OP said he drives a Mazda5 and all Mazda5s sold in the US have 1 driver and 5 additional seats. That's 1 less than the minimum required for XL.

MadTownUberD if Uber CS was worth anything you would not have been able to do XL to begin with. Or at the very least the CSR that downgraded your fare would have downgraded your class as well.

Oh well maybe your market is the exception to the rule. Uber on


----------



## MadTownUberD (Mar 11, 2017)

john2g1 said:


> ??? NVM if this guy is an idiot or a shill am I the only one that noticed that he has no right to be UberXL?
> 
> Maybe it's different in cheese city but in Atlanta you need 6 available seats and seat belts to drive XL.
> 
> ...


Many XL pax have less than 6 in their party....often just airport pickups with one or two people and lots of luggage. I screen parties of 6 immediately after I accept the ping so that no one's time is wasted.

Uber was the one that originally classified my car as XL. I'm going to take the fare advantage.

I assure you I am not an idiot Sir. Prepare to be outclassed if you want to test me.


----------



## sellkatsell44 (Oct 25, 2015)

MadTownUberD said:


> This is exactly what I'm talking about.
> 
> If I recall correctly, credit card companies etc. rate customers (gold, silver, bronze) based on their degree of "maintenance" when they call in to the support line. The least "annoying" customers, who have the easiest to resolve issues, will go to the front of the line for the "next available representative".
> 
> Sometimes you have to pick your battles. It may be worth sending 3 emails about $10, but is it worth sending 6 emails about $1?


Interesting

This may explain my cc level of care despite my spending (compared to other clients they have).

I don't spend a lot of money, but everything I can charge I run through them.

Anytime I call in I always get a rep pretty quick and the service is excellent (despite what I read on forums).

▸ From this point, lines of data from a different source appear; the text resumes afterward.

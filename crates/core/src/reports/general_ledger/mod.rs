//! General ledger report.
//!
//! Pipeline: filters are validated ([`filters`]), lines selected
//! ([`selector`]) and optionally converted to the presentation currency,
//! then grouped and totalled ([`aggregation`]) and flattened into rows with
//! running balances ([`rows`]). The column schema ([`columns`]) depends on
//! filters and site settings only.

pub mod aggregation;
pub mod columns;
pub mod engine;
pub mod filters;
pub mod query;
pub mod rows;
pub mod selector;

#[cfg(test)]
mod aggregation_props;

pub use aggregation::{Aggregation, Aggregator, Group, Period};
pub use engine::{GENERAL_LEDGER, GeneralLedgerReport};
pub use filters::{CategorizeBy, GeneralLedgerFilters, RawFilters};
pub use query::{DateBound, EntryOrder, EntryQuery};
pub use rows::Framing;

I actually don't even have to ask to have things overnighted, it's always volunteerly given.

I'm also the kind of person that hates calling in at all costs. I never go into the bank. And I almost always research for an answer before having to use human contact.


----------



## john2g1 (Nov 10, 2016)

MadTownUberD said:


> I assure you I am not an idiot Sir. Prepare to be outclassed if you want to test me.


Uhh huh how about we check my quote...


john2g1 said:


> ??? NVM if this guy is an idiot or a shill am I the only one that noticed that he has no right to be UberXL?

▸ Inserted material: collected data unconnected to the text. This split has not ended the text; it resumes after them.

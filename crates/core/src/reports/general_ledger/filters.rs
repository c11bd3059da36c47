//! Filter parsing and validation.
//!
//! Filters arrive as a loosely-typed JSON document: lists may be JSON arrays,
//! JSON-encoded strings or comma-separated text, flags may be booleans or
//! 0/1, and blank strings mean "not set". [`RawFilters`] absorbs all of that;
//! [`validate_filters`] turns it into [`GeneralLedgerFilters`], whose fields
//! are safe to act on.

use std::collections::BTreeMap;

use chrono::NaiveDate;
use serde::de::{self, Deserializer};
use serde::{Deserialize, Serialize};
use tracing::warn;

use crate::dimension::{AccountingDimension, DimensionFilter};
use crate::ledger::master::CURRENCYLESS_PARTY_TYPES;
use crate::ledger::{AccountIndex, Company};
use crate::ports::{LedgerStore, MasterData};
use crate::reports::error::ReportError;

/// Report grouping mode.
#[derive(Debug, Clone, Copy, PartialEq, Eq, Hash, Serialize, Deserialize)]
pub enum CategorizeBy {
    /// One group per account.
    #[serde(rename = "Categorize by Account")]
    Account,
    /// One group per party.
    #[serde(rename = "Categorize by Party")]
    Party,
    /// One group per voucher.
    #[serde(rename = "Categorize by Voucher")]
    Voucher,
    /// Lines of one voucher merged per account and party.
    #[serde(rename = "Categorize by Voucher (Consolidated)")]
    VoucherConsolidated,
}

impl CategorizeBy {
    const ALL: [Self; 4] = [
        Self::Account,
        Self::Party,
        Self::Voucher,
        Self::VoucherConsolidated,
    ];

    /// Display label.
    #[must_use]
    pub const fn label(self) -> &'static str {
        match self {
            Self::Account => "Categorize by Account",
            Self::Party => "Categorize by Party",
            Self::Voucher => "Categorize by Voucher",
            Self::VoucherConsolidated => "Categorize by Voucher (Consolidated)",
        }
    }

    /// Parses a display label.
    #[must_use]
    pub fn from_label(label: &str) -> Option<Self> {
        Self::ALL.into_iter().find(|mode| mode.label() == label.trim())
    }
}

/// Filters exactly as received.
#[derive(Debug, Clone, Default, Deserialize)]
#[serde(default)]
pub struct RawFilters {
    /// Company name.
    #[serde(deserialize_with = "text")]
    pub company: Option<String>,
    /// Range start.
    #[serde(deserialize_with = "date")]
    pub from_date: Option<NaiveDate>,
    /// Range end.
    #[serde(deserialize_with = "date")]
    pub to_date: Option<NaiveDate>,
    /// Accounts.
    #[serde(deserialize_with = "list")]
    pub account: Vec<String>,
    /// Party type.
    #[serde(deserialize_with = "text")]
    pub party_type: Option<String>,
    /// Parties.
    #[serde(deserialize_with = "list")]
    pub party: Vec<String>,
    /// Cost centers.
    #[serde(deserialize_with = "list")]
    pub cost_center: Vec<String>,
    /// Projects.
    #[serde(deserialize_with = "list")]
    pub project: Vec<String>,
    /// Voucher number.
    #[serde(deserialize_with = "text")]
    pub voucher_no: Option<String>,
    /// Settled voucher number.
    #[serde(deserialize_with = "text")]
    pub against_voucher_no: Option<String>,
    /// Grouping label.
    #[serde(deserialize_with = "text")]
    pub categorize_by: Option<String>,
    /// Legacy spelling of `categorize_by` ("Group by ...").
    #[serde(deserialize_with = "text")]
    pub group_by: Option<String>,
    /// Requested presentation currency.
    #[serde(deserialize_with = "text")]
    pub presentation_currency: Option<String>,
    /// Show debit/credit in company currency.
    #[serde(deserialize_with = "flag")]
    pub show_amount_in_company_currency: bool,
    /// Print amounts in the account currency.
    #[serde(deserialize_with = "flag")]
    pub print_in_account_currency: bool,
    /// List opening entries as in-range movement.
    #[serde(deserialize_with = "flag")]
    pub show_opening_entries: bool,
    /// Include cancelled lines.
    #[serde(deserialize_with = "flag")]
    pub show_cancelled_entries: bool,
    /// Show and consolidate by accounting dimensions.
    #[serde(deserialize_with = "flag")]
    pub include_dimensions: bool,
    /// Add transaction-currency columns.
    #[serde(deserialize_with = "flag")]
    pub add_values_in_transaction_currency: bool,
    /// Net debit and credit on Receivable/Payable lines.
    #[serde(deserialize_with = "flag")]
    pub show_net_values_in_party_account: bool,
    /// Skip exchange-rate revaluation journals.
    #[serde(deserialize_with = "flag")]
    pub ignore_err: bool,
    /// Skip system-generated credit/debit notes.
    #[serde(deserialize_with = "flag")]
    pub ignore_cr_dr_notes: bool,
    /// Finance book.
    #[serde(deserialize_with = "text")]
    pub finance_book: Option<String>,
    /// Also include the company default finance book.
    #[serde(deserialize_with = "flag")]
    pub include_default_book_entries: bool,
    /// Show remarks.
    #[serde(deserialize_with = "flag")]
    pub show_remarks: bool,
    /// Everything else, including accounting-dimension filters.
    #[serde(flatten)]
    pub extra: BTreeMap<String, serde_json::Value>,
}

impl RawFilters {
    /// Parses a filter document.
    pub fn from_json(value: serde_json::Value) -> Result<Self, ReportError> {
        serde_json::from_value(value).map_err(|e| ReportError::InvalidFilter(e.to_string()))
    }
}

/// Validated filters.
#[derive(Debug, Clone, PartialEq, Eq)]
pub struct GeneralLedgerFilters {
    /// Company whose ledger is reported.
    pub company: String,
    /// First day of the range.
    pub from_date: NaiveDate,
    /// Last day of the range.
    pub to_date: NaiveDate,
    /// Selected accounts (subtrees).
    pub accounts: Vec<String>,
    /// Party type of `parties`.
    pub party_type: Option<String>,
    /// Selected parties.
    pub parties: Vec<String>,
    /// Selected cost centers (subtrees).
    pub cost_centers: Vec<String>,
    /// Selected projects.
    pub projects: Vec<String>,
    /// Single voucher.
    pub voucher_no: Option<String>,
    /// Lines settling this voucher.
    pub against_voucher_no: Option<String>,
    /// Grouping mode.
    pub categorize_by: Option<CategorizeBy>,
    /// Currency amounts are shown in.
    pub presentation_currency: Option<String>,
    /// Currency of the selected account or party.
    pub account_currency: Option<String>,
    /// Show debit/credit in company currency.
    pub show_amount_in_company_currency: bool,
    /// Print amounts in the account currency.
    pub print_in_account_currency: bool,
    /// List opening entries as in-range movement.
    pub show_opening_entries: bool,
    /// Include cancelled lines.
    pub show_cancelled_entries: bool,
    /// Show and consolidate by accounting dimensions.
    pub include_dimensions: bool,
    /// Add transaction-currency columns.
    pub add_values_in_transaction_currency: bool,
    /// Net debit and credit on Receivable/Payable lines.
    pub show_net_values_in_party_account: bool,
    /// Skip exchange-rate revaluation journals.
    pub ignore_err: bool,
    /// Skip system-generated credit/debit notes.
    pub ignore_cr_dr_notes: bool,
    /// Finance book.
    pub finance_book: Option<String>,
    /// Also include the company default finance book.
    pub include_default_book_entries: bool,
    /// Show remarks.
    pub show_remarks: bool,
    /// Accounting-dimension value filters.
    pub dimensions: DimensionFilter,
}

/// Validates and canonicalizes raw filters.
///
/// Rules run in a fixed order and the first failure wins.
pub fn validate_filters(
    raw: &RawFilters,
    accounts: &AccountIndex,
) -> Result<GeneralLedgerFilters, ReportError> {
    if raw.print_in_account_currency && raw.account.is_empty() {
        return Err(ReportError::MissingAccountForCurrencyPrint);
    }

    let company = raw
        .company
        .clone()
        .ok_or_else(|| ReportError::MissingRequiredFilter("Company".to_string()))?;

    if raw.from_date.is_none() && raw.to_date.is_none() {
        return Err(ReportError::MissingRequiredFilter(
            "From Date and To Date".to_string(),
        ));
    }

    if let Some(unknown) = raw.account.iter().find(|a| !accounts.contains(a)) {
        return Err(ReportError::UnknownAccount(unknown.clone()));
    }

    let categorize_by = match raw.categorize_by.clone().or_else(|| {
        raw.group_by
            .as_ref()
            .map(|legacy| legacy.replace("Group by", "Categorize by"))
    }) {
        Some(label) => Some(CategorizeBy::from_label(&label).ok_or_else(|| {
            ReportError::InvalidFilter(format!("unknown grouping '{label}'"))
        })?),
        None => None,
    };

    if categorize_by == Some(CategorizeBy::Account)
        && raw
            .account
            .iter()
            .any(|a| accounts.is_group(a) == Some(false))
    {
        return Err(ReportError::InvalidGroupingCombination(
            "Can not filter based on Child Account, if grouped by Account".to_string(),
        ));
    }

    if raw.voucher_no.is_some() && categorize_by == Some(CategorizeBy::Voucher) {
        return Err(ReportError::InvalidGroupingCombination(
            "Can not filter based on Voucher No, if grouped by Voucher".to_string(),
        ));
    }

    let from_date = raw
        .from_date
        .ok_or_else(|| ReportError::MissingRequiredFilter("From Date".to_string()))?;
    let to_date = raw
        .to_date
        .ok_or_else(|| ReportError::MissingRequiredFilter("To Date".to_string()))?;
    if from_date > to_date {
        return Err(ReportError::InvalidDateRange {
            start: from_date,
            end: to_date,
        });
    }

    Ok(GeneralLedgerFilters {
        company,
        from_date,
        to_date,
        accounts: raw.account.clone(),
        party_type: raw.party_type.clone(),
        parties: raw.party.clone(),
        cost_centers: raw.cost_center.clone(),
        projects: raw.project.clone(),
        voucher_no: raw.voucher_no.clone(),
        against_voucher_no: raw.against_voucher_no.clone(),
        categorize_by,
        presentation_currency: raw.presentation_currency.clone(),
        account_currency: None,
        show_amount_in_company_currency: raw.show_amount_in_company_currency,
        print_in_account_currency: raw.print_in_account_currency,
        show_opening_entries: raw.show_opening_entries,
        show_cancelled_entries: raw.show_cancelled_entries,
        include_dimensions: raw.include_dimensions,
        add_values_in_transaction_currency: raw.add_values_in_transaction_currency,
        show_net_values_in_party_account: raw.show_net_values_in_party_account,
        ignore_err: raw.ignore_err,
        ignore_cr_dr_notes: raw.ignore_cr_dr_notes,
        finance_book: raw.finance_book.clone(),
        include_default_book_entries: raw.include_default_book_entries,
        show_remarks: raw.show_remarks,
        dimensions: DimensionFilter::default(),
    })
}

/// Checks every selected party exists under the selected party type.
pub fn validate_party(
    filters: &GeneralLedgerFilters,
    master: &dyn MasterData,
) -> Result<(), ReportError> {
    let Some(party_type) = filters.party_type.as_deref() else {
        return Ok(());
    };
    for party in &filters.parties {
        if !master.exists(party_type, party)? {
            warn!(party_type, party, "unknown party in filters");
            return Err(ReportError::UnknownParty {
                party_type: party_type.to_string(),
                party: party.clone(),
            });
        }
    }
    Ok(())
}

/// Resolves the account currency of a single selected account or party.
///
/// When it differs from the company currency and no presentation currency
/// was requested, amounts are presented in the account currency.
pub fn set_account_currency(
    filters: &mut GeneralLedgerFilters,
    company: &Company,
    accounts: &AccountIndex,
    store: &dyn LedgerStore,
    master: &dyn MasterData,
) -> Result<(), ReportError> {
    if filters.accounts.is_empty() && filters.parties.len() != 1 {
        return Ok(());
    }
    let company_currency = company.default_currency.as_str();

    let account_currency = if let Some((first, rest)) = filters.accounts.split_first() {
        let currency = accounts.currency_of(first, company_currency);
        rest.iter()
            .all(|a| accounts.currency_of(a, company_currency) == currency)
            .then_some(currency)
    } else if let (Some(party_type), Some(party)) =
        (filters.party_type.as_deref(), filters.parties.first())
    {
        match store.party_account_currency(&filters.company, party_type, party)? {
            Some(currency) => Some(currency),
            None if CURRENCYLESS_PARTY_TYPES.contains(&party_type) => None,
            None => master.party_default_currency(party_type, party)?,
        }
    } else {
        None
    };

    let account_currency = account_currency.unwrap_or_else(|| company_currency.to_string());
    if account_currency != company_currency && filters.presentation_currency.is_none() {
        filters.presentation_currency = Some(account_currency.clone());
    }
    filters.account_currency = Some(account_currency);
    Ok(())
}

Yeah I said NVM if this guy is an idiot... As in other posters (not me) are asking the wrong questions or making the wrong comments.

Other posters think that you're an idiot or a shill. My statement is that they should focus on your invalid vehicle.

Idiot or not you just grasped the nuances of American English with the same accuracy as an Uber CSR.

Uber misclassified you? yeah that's my point they screwed up from day one with you.

Many of my UberSELECT customers are only 1 passenger but I can't drive a 4 seat Mercedes CLS 500 because I need a total of 5 seats.

What happens most of the time with Uber is irrelevant. It's the crazy situations we need CSR to correct that causes them to get spammed.


----------



## MadTownUberD (Mar 11, 2017)

john2g1 said:


> Uhh huh how about we check my quote...
> 
> Yeah I said NVM if this guy is an idiot... As in other posters (not me) are asking the wrong questions or making the wrong comments.
> 
> ...


Stop calling me names. What's your highest level of education?


----------



## john2g1 (Nov 10, 2016)

MadTownUberD said:


> Stop calling me names. What's your highest level of education?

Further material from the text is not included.